As I watched a father the other day playing with his toddler-aged son, I was mesmerized. Every time the son would bring him some small trinket, the father would gawk, ooh and ah with an over-exaggerated excitement. Each time the dad would do this, the boy would grow more frantically enthusiastic and bring new treasures — leaves, sticks, a rock, a used styrofoam cup — to his dad. Again, the father would explode with joy and the child would giggle with abandon. This repetitive game was reenacted maybe a dozen times before they fell to the ground together, then packed up and headed out.
I sat for a while after they had gone and thought with deep emotion about my own childhood, my own children and how all of this relates to how I see God. I recalled two quotes I used to use when I taught a parish adult education series on prayer. Both are simple, yet profound. The first is by 4th century theologian, St. Gregory Nazianzen. The second was spoken to me by an elderly priest I used to visit every day in the nursing home during the summer of 1990. I would come to his room every morning at 5:30 a.m. so he could celebrate Mass with me before I went to work.

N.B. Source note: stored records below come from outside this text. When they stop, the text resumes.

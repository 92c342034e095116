use std::collections::HashMap;
use std::net::{IpAddr, Ipv4Addr, SocketAddr};
use std::sync::Arc;
use std::time::{Duration, Instant};

use axum::Router;
use axum::body::Body;
use axum::extract::{ConnectInfo, State};
use axum::handler::Handler;
use axum::http::{Request, StatusCode};
use axum::middleware::{self, Next};
use axum::response::{IntoResponse, Response};
use axum::routing::{get, post};
use tokio::sync::Mutex;
use tower::ServiceBuilder;
use tower_http::limit::RequestBodyLimitLayer;
use tower_http::trace::TraceLayer;

use crate::handlers::{
    api_chat_handler, api_chat_stream_handler, api_clear_handler, chat_back_handler,
    chat_clear_handler, chat_page_handler, chat_submit_handler, health_handler, landing_handler,
};
use crate::server::AppState;

const MAX_RATE_LIMIT_ENTRIES: usize = 10_000;
const RATE_WINDOW: Duration = Duration::from_secs(60);

#[derive(Clone)]
struct RateLimitState {
    limit: u32,
    counters: Arc<Mutex<HashMap<IpAddr, (u32, Instant)>>>,
}

/// Routes of the web interface. Every route that reaches the model is rate
/// limited per client IP; a `rate_limit` of 0 disables the limit.
pub fn build_router(state: AppState, rate_limit: u32, max_body_size: usize) -> Router {
    let rate_state = RateLimitState {
        limit: rate_limit,
        counters: Arc::new(Mutex::new(HashMap::new())),
    };

    let limited = middleware::from_fn_with_state(rate_state, rate_limit_middleware);

    Router::new()
        .route("/", get(landing_handler))
        .route(
            "/chat",
            get(chat_page_handler).post(chat_submit_handler.layer(limited.clone())),
        )
        .route("/chat/clear", post(chat_clear_handler))
        .route("/chat/back", post(chat_back_handler))
        .route(
            "/api/chat",
            post(api_chat_handler.layer(limited.clone())).delete(api_clear_handler),
        )
        .route("/api/chat/stream", post(api_chat_stream_handler.layer(limited)))
        .route("/health", get(health_handler))
        .layer(
            ServiceBuilder::new()
                .layer(TraceLayer::new_for_http())
                .layer(RequestBodyLimitLayer::new(max_body_size)),
        )
        .with_state(state)
}

async fn rate_limit_middleware(
    State(state): State<RateLimitState>,
    req: Request<Body>,
    next: Next,
) -> Response {
    if state.limit == 0 {
        return next.run(req).await;
    }

    let ip = req
        .extensions()
        .get::<ConnectInfo<SocketAddr>>()
        .map_or(IpAddr::V4(Ipv4Addr::UNSPECIFIED), |ci| ci.0.ip());

    let now = Instant::now();
    let mut counters = state.counters.lock().await;

    if counters.len() >= MAX_RATE_LIMIT_ENTRIES && !counters.contains_key(&ip) {
        counters.retain(|_, (_, ts)| now.duration_since(*ts) < RATE_WINDOW);
    }

    let entry = counters.entry(ip).or_insert((0, now));
    if now.duration_since(entry.1) >= RATE_WINDOW {
        *entry = (1, now);
    } else {
        entry.0 += 1;
        if entry.0 > state.limit {
            tracing::warn!(%ip, limit = state.limit, "rate limit exceeded");
            return StatusCode::TOO_MANY_REQUESTS.into_response();
        }
    }
    drop(counters);

    next.run(req).await
}

#[cfg(test)]
mod tests {
    use axum::body::Body;
    use axum::http::header::{CONTENT_TYPE, COOKIE, LOCATION, SET_COOKIE};
    use http_body_util::BodyExt;
    use lawontip_core::{Assistant, AssistantSettings};
    use lawontip_llm::any::{AnyCompleter, AnyEmbedder};
    use lawontip_llm::mock::{MockCompleter, MockEmbedder, MockFailure};
    use lawontip_memory::{ChunkPayload, FlatIndex, Metric, VectorPoint, VectorStore};
    use tower::ServiceExt;

    use super::*;
    use crate::session::SESSION_COOKIE;

    async fn test_state(completer: MockCompleter) -> AppState {
        let embedder = MockEmbedder::default();
        let index = Arc::new(FlatIndex::new(Metric::Cosine, "mock-embedding"));
        let text = "Section 420. Cheating and dishonestly inducing delivery of property.";
        index
            .upsert(vec![VectorPoint::new(
                embedder.vector_for(text),
                ChunkPayload {
                    text: text.into(),
                    source: "ipc.pdf".into(),
                    page: 2,
                    chunk_index: 0,
                },
            )])
            .await
            .unwrap();
        let assistant = Assistant::new(
            AnyEmbedder::Mock(embedder),
            AnyCompleter::Mock(completer),
            index,
            AssistantSettings::default(),
        );
        AppState::new(Arc::new(assistant), Duration::from_secs(60))
    }

    async fn make_router(completer: MockCompleter, rate_limit: u32) -> Router {
        build_router(test_state(completer).await, rate_limit, 65_536)
    }

    fn cookie_of(resp: &Response) -> String {
        let value = resp.headers().get(SET_COOKIE).unwrap().to_str().unwrap();
        assert!(value.contains("HttpOnly"));
        assert!(value.contains("SameSite=Lax"));
        value.split(';').next().unwrap().to_owned()
    }

    async fn body_text(resp: Response) -> String {
        let bytes = resp.into_body().collect().await.unwrap().to_bytes();
        String::from_utf8(bytes.to_vec()).unwrap()
    }

    fn json_post(uri: &str, cookie: Option<&str>, body: &serde_json::Value) -> Request<Body> {
        let mut builder = Request::builder()
            .method("POST")
            .uri(uri)
            .header(CONTENT_TYPE, "application/json");
        if let Some(cookie) = cookie {
            builder = builder.header(COOKIE, cookie);
        }
        builder
            .body(Body::from(serde_json::to_vec(body).unwrap()))
            .unwrap()
    }

    fn form_post(uri: &str, cookie: &str, body: &str) -> Request<Body> {
        Request::builder()
            .method("POST")
            .uri(uri)
            .header(CONTENT_TYPE, "application/x-www-form-urlencoded")
            .header(COOKIE, cookie)
            .body(Body::from(body.to_owned()))
            .unwrap()
    }

    fn get(uri: &str, cookie: Option<&str>) -> Request<Body> {
        let mut builder = Request::builder().uri(uri);
        if let Some(cookie) = cookie {
            builder = builder.header(COOKIE, cookie);
        }
        builder.body(Body::empty()).unwrap()
    }

    #[tokio::test]
    async fn health_reports_index_size() {
        let app = make_router(MockCompleter::default(), 0).await;
        let resp = app.oneshot(get("/health", None)).await.unwrap();
        assert_eq!(resp.status(), 200);
        let json: serde_json::Value = serde_json::from_str(&body_text(resp).await).unwrap();
        assert_eq!(json["status"], "ok");
        assert_eq!(json["index_chunks"], 1);
    }

    #[tokio::test]
    async fn first_visit_sets_session_cookie() {
        let app = make_router(MockCompleter::default(), 0).await;
        let resp = app.clone().oneshot(get("/", None)).await.unwrap();
        assert_eq!(resp.status(), 200);
        let cookie = cookie_of(&resp);
        assert!(cookie.starts_with(SESSION_COOKIE));
        assert!(body_text(resp).await.contains("Start Chatting"));

        let again = app.oneshot(get("/", Some(&cookie))).await.unwrap();
        assert!(again.headers().get(SET_COOKIE).is_none());
    }

    #[tokio::test]
    async fn navigation_state_follows_session() {
        let app = make_router(MockCompleter::default(), 0).await;
        let resp = app.clone().oneshot(get("/chat", None)).await.unwrap();
        let cookie = cookie_of(&resp);
        assert!(body_text(resp).await.contains("LAWONTIP Chat"));

        let resp = app.clone().oneshot(get("/", Some(&cookie))).await.unwrap();
        assert_eq!(resp.status(), 303);
        assert_eq!(resp.headers()[LOCATION], "/chat");

        let resp = app
            .clone()
            .oneshot(form_post("/chat/back", &cookie, ""))
            .await
            .unwrap();
        assert_eq!(resp.headers()[LOCATION], "/");
        let resp = app.oneshot(get("/", Some(&cookie))).await.unwrap();
        assert_eq!(resp.status(), 200);
    }

    #[tokio::test]
    async fn form_submit_redirects_and_shows_answer() {
        let completer = MockCompleter::with_responses(vec!["**Section 420** covers cheating.".into()]);
        let app = make_router(completer, 0).await;
        let cookie = cookie_of(&app.clone().oneshot(get("/chat", None)).await.unwrap());

        let resp = app
            .clone()
            .oneshot(form_post(
                "/chat",
                &cookie,
                "mode=question&message=What+is+Section+420+of+the+IPC%3F",
            ))
            .await
            .unwrap();
        assert_eq!(resp.status(), 303);
        assert_eq!(resp.headers()[LOCATION], "/chat");

        let page = body_text(app.oneshot(get("/chat", Some(&cookie))).await.unwrap()).await;
        assert!(page.contains("What is Section 420 of the IPC?"));
        assert!(page.contains("<strong>Section 420</strong> covers cheating."));
        assert!(page.contains("ipc.pdf, page 2"));
    }

    #[tokio::test]
    async fn injected_script_link_is_not_rendered_live() {
        let completer = MockCompleter::with_responses(vec![
            "Read [Section 420](javascript:alert(document.cookie)) first.".into(),
        ]);
        let app = make_router(completer, 0).await;
        let cookie = cookie_of(&app.clone().oneshot(get("/chat", None)).await.unwrap());
        app.clone()
            .oneshot(form_post("/chat", &cookie, "message=Section+420"))
            .await
            .unwrap();

        let page = body_text(app.oneshot(get("/chat", Some(&cookie))).await.unwrap()).await;
        assert!(page.contains(r##"<a href="#">Section 420</a>"##));
        assert!(!page.contains("javascript:"));
    }

    #[tokio::test]
    async fn clear_empties_transcript() {
        let app = make_router(MockCompleter::default(), 0).await;
        let cookie = cookie_of(&app.clone().oneshot(get("/chat", None)).await.unwrap());
        app.clone()
            .oneshot(form_post("/chat", &cookie, "message=first+question"))
            .await
            .unwrap();
        let resp = app
            .clone()
            .oneshot(form_post("/chat/clear", &cookie, ""))
            .await
            .unwrap();
        assert_eq!(resp.status(), 303);

        let page = body_text(app.oneshot(get("/chat", Some(&cookie))).await.unwrap()).await;
        assert!(!page.contains("first question"));
        assert!(page.contains("No messages yet."));
    }

    #[tokio::test]
    async fn api_chat_returns_answer_and_sources() {
        let app = make_router(MockCompleter::default(), 0).await;
        let body = serde_json::json!({"message": "Section 420 cheating", "mode": "question"});
        let resp = app.oneshot(json_post("/api/chat", None, &body)).await.unwrap();
        assert_eq!(resp.status(), 200);
        assert!(resp.headers().get(SET_COOKIE).is_some());
        let json: serde_json::Value = serde_json::from_str(&body_text(resp).await).unwrap();
        assert_eq!(json["answer"], "mock response");
        assert_eq!(json["sources"][0]["page"], 2);
        assert!(json["error"].is_null());
    }

    #[tokio::test]
    async fn api_chat_reports_provider_failure() {
        let app = make_router(MockCompleter::failing(MockFailure::Unauthorized), 0).await;
        let body = serde_json::json!({"message": "hi"});
        let resp = app.oneshot(json_post("/api/chat", None, &body)).await.unwrap();
        assert_eq!(resp.status(), 200);
        let json: serde_json::Value = serde_json::from_str(&body_text(resp).await).unwrap();
        assert!(json["error"].as_str().unwrap().contains("Authentication"));
        assert_eq!(json["answer"], "");
    }

    #[tokio::test]
    async fn api_chat_rejects_empty_message() {
        let app = make_router(MockCompleter::default(), 0).await;
        let body = serde_json::json!({"message": "   "});
        let resp = app.oneshot(json_post("/api/chat", None, &body)).await.unwrap();
        assert_eq!(resp.status(), 400);
    }

    #[tokio::test]
    async fn api_stream_emits_tokens_then_sources_and_records_turn() {
        let completer = MockCompleter::with_responses(vec!["Section 420 applies".into()]);
        let app = make_router(completer.clone(), 0).await;
        let body = serde_json::json!({"message": "Section 420 cheating"});
        let resp = app
            .clone()
            .oneshot(json_post("/api/chat/stream", None, &body))
            .await
            .unwrap();
        assert_eq!(resp.status(), 200);
        assert_eq!(resp.headers()[CONTENT_TYPE], "text/event-stream");
        let cookie = cookie_of(&resp);

        let text = body_text(resp).await;
        let token_at = text.find("event: token").unwrap();
        let sources_at = text.find("event: sources").unwrap();
        assert!(token_at < sources_at);
        assert!(text.contains("data: Section "));
        assert!(text.contains("\"page\":2"));

        let next = serde_json::json!({"message": "and the punishment?"});
        app.oneshot(json_post("/api/chat", Some(&cookie), &next))
            .await
            .unwrap();
        let prompt = &completer.requests()[1][1].content;
        assert!(prompt.contains("Human: Section 420 cheating\nAssistant: Section 420 applies"));
    }

    #[tokio::test]
    async fn api_stream_failure_emits_error_event() {
        let app = make_router(MockCompleter::failing(MockFailure::Transient), 0).await;
        let body = serde_json::json!({"message": "hi"});
        let resp = app.oneshot(json_post("/api/chat/stream", None, &body)).await.unwrap();
        let text = body_text(resp).await;
        assert!(text.contains("event: error"));
        assert!(text.contains("temporarily unavailable"));
        assert!(!text.contains("event: sources"));
    }

    #[tokio::test]
    async fn api_delete_clears_history() {
        let completer = MockCompleter::default();
        let app = make_router(completer.clone(), 0).await;
        let resp = app
            .clone()
            .oneshot(json_post("/api/chat", None, &serde_json::json!({"message": "first"})))
            .await
            .unwrap();
        let cookie = cookie_of(&resp);

        let delete = Request::builder()
            .method("DELETE")
            .uri("/api/chat")
            .header(COOKIE, &cookie)
            .body(Body::empty())
            .unwrap();
        let resp = app.clone().oneshot(delete).await.unwrap();
        assert_eq!(resp.status(), 204);

        app.oneshot(json_post("/api/chat", Some(&cookie), &serde_json::json!({"message": "second"})))
            .await
            .unwrap();
        let prompt = &completer.requests()[1][1].content;
        assert!(!prompt.contains("Human: first"));
        assert!(prompt.contains("CHAT HISTORY:\n(none)"));
    }

    #[tokio::test]
    async fn rate_limit_enforced() {
        use tower::Service;

        let mut app = make_router(MockCompleter::default(), 2).await;
        let body = serde_json::json!({"message": "hi"});

        let resp = app.call(json_post("/api/chat", None, &body)).await.unwrap();
        assert_eq!(resp.status(), 200);
        let resp = app.call(json_post("/api/chat", None, &body)).await.unwrap();
        assert_eq!(resp.status(), 200);
        let resp = app.call(json_post("/api/chat", None, &body)).await.unwrap();
        assert_eq!(resp.status(), 429);

        let resp = app.call(get("/health", None)).await.unwrap();
        assert_eq!(resp.status(), 200);
    }

    #[tokio::test]
    async fn body_size_limit() {
        let app = build_router(test_state(MockCompleter::default()).await, 0, 64);
        let oversized = serde_json::json!({"message": "a".repeat(128)});
        let resp = app.oneshot(json_post("/api/chat", None, &oversized)).await.unwrap();
        assert_eq!(resp.status(), 413);
    }
}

God accepts our desires as though they were a great value. He longs ardently for us to desire and love him. He accepts our petitions for benefits as though we were doing him a favor. His joy in giving is greater than ours in receiving. So let us not be apathetic in our asking, nor set too narrow bounds to our requests.
You know Tom, God talks to me. And do you know the first thing He says to me every morning when I wake up and say my first words to Him? “I missed speaking with you while you slept.” Isn’t that wonderful?